What version of gazelle, rules_go and Go should make this work? I'm currently using Bazel 0.28.0, rules_go at 0.20.2, gazelle 0.19.0 and Go 1.12.9 and I'm still showing it Git cloning.

Definitely an archive from GOPROXY would help, does it go in the cache as described in https://bazel.build/designs/2016/09/30/repository-cache.html?

[jayconrod]

What version of gazelle, rules_go and Go should make this work?

@kalbasit That's a new enough version of Gazelle. Make sure none of your go_repository rules have commit, tag, or remote attributes. Gazelle won't generate go_repository rules with those anymore, but that doesn't change the semantics of old rules. Use version and sum (for module mode) or urls and sha256 (for HTTP mode). See the go_repository documentation.

Definitely an archive from GOPROXY would help, does it go in the cache as described in https://bazel.build/designs/2016/09/30/repository-cache.html?

Modules zips don't get stored in Bazel's cache, but they do get stored in a separate cache within an internal repository. It's a bit of a hack, but it means they don't need to be downloaded whenever WORKSPACE changes. Bazel can't cache them for the same reason as the GitHub archives: module zips don't promise SHA-256 stability. The sums are hashes of the contents, not of the zip files themselves.

[kalbasit]

They are using version and sum so they should be good then. Maybe it's not cloning and I think it is? Is there a way to enable debug to see what's going on behind the scenes?
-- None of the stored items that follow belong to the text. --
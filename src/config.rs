use crate::error::{Error, Result};
use std::env;
use std::path::PathBuf;
use std::str::FromStr;
use std::time::Duration;

pub const DEFAULT_FREE_PROVIDERS_FILE: &str = "data/email_providers_free.txt";
pub const DEFAULT_COMMON_USERNAMES_FILE: &str = "data/common_usernames.txt";
pub const DEFAULT_TRUST_CUT_OFF: u8 = 60;

/// # Validator Configuration
///
/// Process-wide settings, read from the environment (after `.env` has been
/// loaded by the caller).
///
/// ## Environment Variables
/// - `FREE_PROVIDERS_FILE`: free-provider hostname list
/// - `COMMON_USERNAMES_FILE`: common username list
/// - `DNS_TIMEOUT_MS`: per-query resolver timeout (default 2000)
/// - `DNS_ATTEMPTS`: attempts made by the DNS layer for one query (default 2)
/// - `SKIP_MX_LOOKUP`: default for new sessions (default `false`)
/// - `TRUST_CUT_OFF`: default cut-off for new sessions, 0-100 (default 60)
/// - `BIND_ADDRESS`: HTTP listen address (default `127.0.0.1:8080`)
#[derive(Debug, Clone, PartialEq)]
pub struct ValidatorConfig {
    pub free_providers_path: PathBuf,
    pub common_usernames_path: PathBuf,
    pub dns_timeout: Duration,
    pub dns_attempts: usize,
    pub settings: Settings,
    pub bind_address: String,
}

/// Per-session knobs. Owned by each session and read at execution time.
#[derive(Debug, Clone, Copy, PartialEq, Eq)]
pub struct Settings {
    pub skip_mx_lookup: bool,
    pub trust_cut_off: u8,
}

impl Default for Settings {
    fn default() -> Self {
        Self {
            skip_mx_lookup: false,
            trust_cut_off: DEFAULT_TRUST_CUT_OFF,
        }
    }
}

impl Default for ValidatorConfig {
    fn default() -> Self {
        Self {
            free_providers_path: PathBuf::from(DEFAULT_FREE_PROVIDERS_FILE),
            common_usernames_path: PathBuf::from(DEFAULT_COMMON_USERNAMES_FILE),
            dns_timeout: Duration::from_secs(2),
            dns_attempts: 2,
            settings: Settings::default(),
            bind_address: "127.0.0.1:8080".to_string(),
        }
    }
}

impl ValidatorConfig {
    pub fn from_env() -> Result<Self> {
        Self::from_lookup(|key| env::var(key).ok())
    }

    /// Builds a config from an arbitrary key lookup; unset keys fall back to defaults.
    pub fn from_lookup<F>(lookup: F) -> Result<Self>
    where
        F: Fn(&str) -> Option<String>,
    {
        let defaults = Self::default();

        let trust_cut_off = parse_or(&lookup, "TRUST_CUT_OFF", defaults.settings.trust_cut_off)?;
        if trust_cut_off > 100 {
            return Err(Error::Config(format!(
                "TRUST_CUT_OFF must be between 0 and 100, got {trust_cut_off}"
            )));
        }

        let dns_attempts = parse_or(&lookup, "DNS_ATTEMPTS", defaults.dns_attempts)?;
        if dns_attempts == 0 {
            return Err(Error::Config("DNS_ATTEMPTS must be at least 1".to_string()));
        }

        Ok(Self {
            free_providers_path: lookup("FREE_PROVIDERS_FILE")
                .map(PathBuf::from)
                .unwrap_or(defaults.free_providers_path),
            common_usernames_path: lookup("COMMON_USERNAMES_FILE")
                .map(PathBuf::from)
                .unwrap_or(defaults.common_usernames_path),
            dns_timeout: Duration::from_millis(parse_or(
                &lookup,
                "DNS_TIMEOUT_MS",
                defaults.dns_timeout.as_millis() as u64,
            )?),
            dns_attempts,
            settings: Settings {
                skip_mx_lookup: parse_or(&lookup, "SKIP_MX_LOOKUP", defaults.settings.skip_mx_lookup)?,
                trust_cut_off,
            },
            bind_address: lookup("BIND_ADDRESS").unwrap_or(defaults.bind_address),
        })
    }
}

fn parse_or<F, T>(lookup: &F, key: &str, default: T) -> Result<T>
where
    F: Fn(&str) -> Option<String>,
    T: FromStr,
    T::Err: std::fmt::Display,
{
    match lookup(key) {
        Some(raw) => raw
            .trim()
            .parse()
            .map_err(|e| Error::Config(format!("{key}={raw:?}: {e}"))),
        None => Ok(default),
    }
}
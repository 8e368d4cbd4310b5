use thiserror::Error;

#[derive(Error, Debug, Copy, Clone, PartialEq, Eq)]
pub enum GameError {
    #[error("Invalid symbol configuration")]
    InvalidConfiguration,
}

pub type Result<T> = core::result::Result<T, GameError>;
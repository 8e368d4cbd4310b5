use std::cell::Cell;
use std::rc::Rc;
use std::time::Duration;
use web_time::Instant;

/// Time source used by the engine.
///
/// Production code uses [`SystemClock`]; tests inject [`ManualClock`] so
/// elapsed-time behavior stays deterministic.
pub trait Clock {
    fn now(&self) -> Instant;
}

/// Wall clock backed by [`web_time::Instant`], usable on native and wasm
/// targets alike.
#[derive(Copy, Clone, Debug, Default, PartialEq)]
pub struct SystemClock;

impl Clock for SystemClock {
    fn now(&self) -> Instant {
        Instant::now()
    }
}

/// Clock that only moves when told to.
///
/// Handles are cheap clones sharing the same time, so a test can keep one
/// handle while the engine owns another.
#[derive(Clone, Debug)]
pub struct ManualClock {
    origin: Instant,
    offset: Rc<Cell<Duration>>,
}

impl ManualClock {
    pub fn new() -> Self {
        Self {
            origin: Instant::now(),
            offset: Rc::new(Cell::new(Duration::ZERO)),
        }
    }

    pub fn advance(&self, by: Duration) {
        self.offset.set(self.offset.get() + by);
    }
}

impl Default for ManualClock {
    fn default() -> Self {
        Self::new()
    }
}

impl Clock for ManualClock {
    fn now(&self) -> Instant {
        self.origin + self.offset.get()
    }
}
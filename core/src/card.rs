use serde::{Deserialize, Serialize};

use crate::types::Pos;

/// Canonical player-visible state of a single card.
///
/// A card keeps its position for the whole session; only the two face flags
/// ever change.
#[derive(Clone, Debug, PartialEq, Serialize, Deserialize)]
pub struct Card<S> {
    pos: Pos,
    symbol: S,
    revealed: bool,
    matched: bool,
}

impl<S> Card<S> {
    pub(crate) fn new(pos: Pos, symbol: S) -> Self {
        Self {
            pos,
            symbol,
            revealed: false,
            matched: false,
        }
    }

    pub fn pos(&self) -> Pos {
        self.pos
    }

    pub fn symbol(&self) -> &S {
        &self.symbol
    }

    pub const fn is_revealed(&self) -> bool {
        self.revealed
    }

    pub const fn is_matched(&self) -> bool {
        self.matched
    }

    /// Whether a selection would currently flip this card face up.
    pub const fn is_selectable(&self) -> bool {
        !self.revealed && !self.matched
    }

    pub(crate) fn reveal(&mut self) {
        self.revealed = true;
    }

    pub(crate) fn conceal(&mut self) {
        self.revealed = false;
    }

    /// Locks the card face up once its pair has been found.
    pub(crate) fn lock_matched(&mut self) {
        self.revealed = true;
        self.matched = true;
    }
}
Here's my go.bzl that I load from the workspace: https://gist.github.com/kalbasit/9ad680ece5d6904a4e96635a38cf18d6

[jayconrod]

You can run bazel info output_base, then look at subdirectories of external within that. Those are the directories where repository rules get evaluated. Look for a .git subdirectory in there.

There are some git_repository rules declared in go_rules_dependencies. That may be what you're seeing.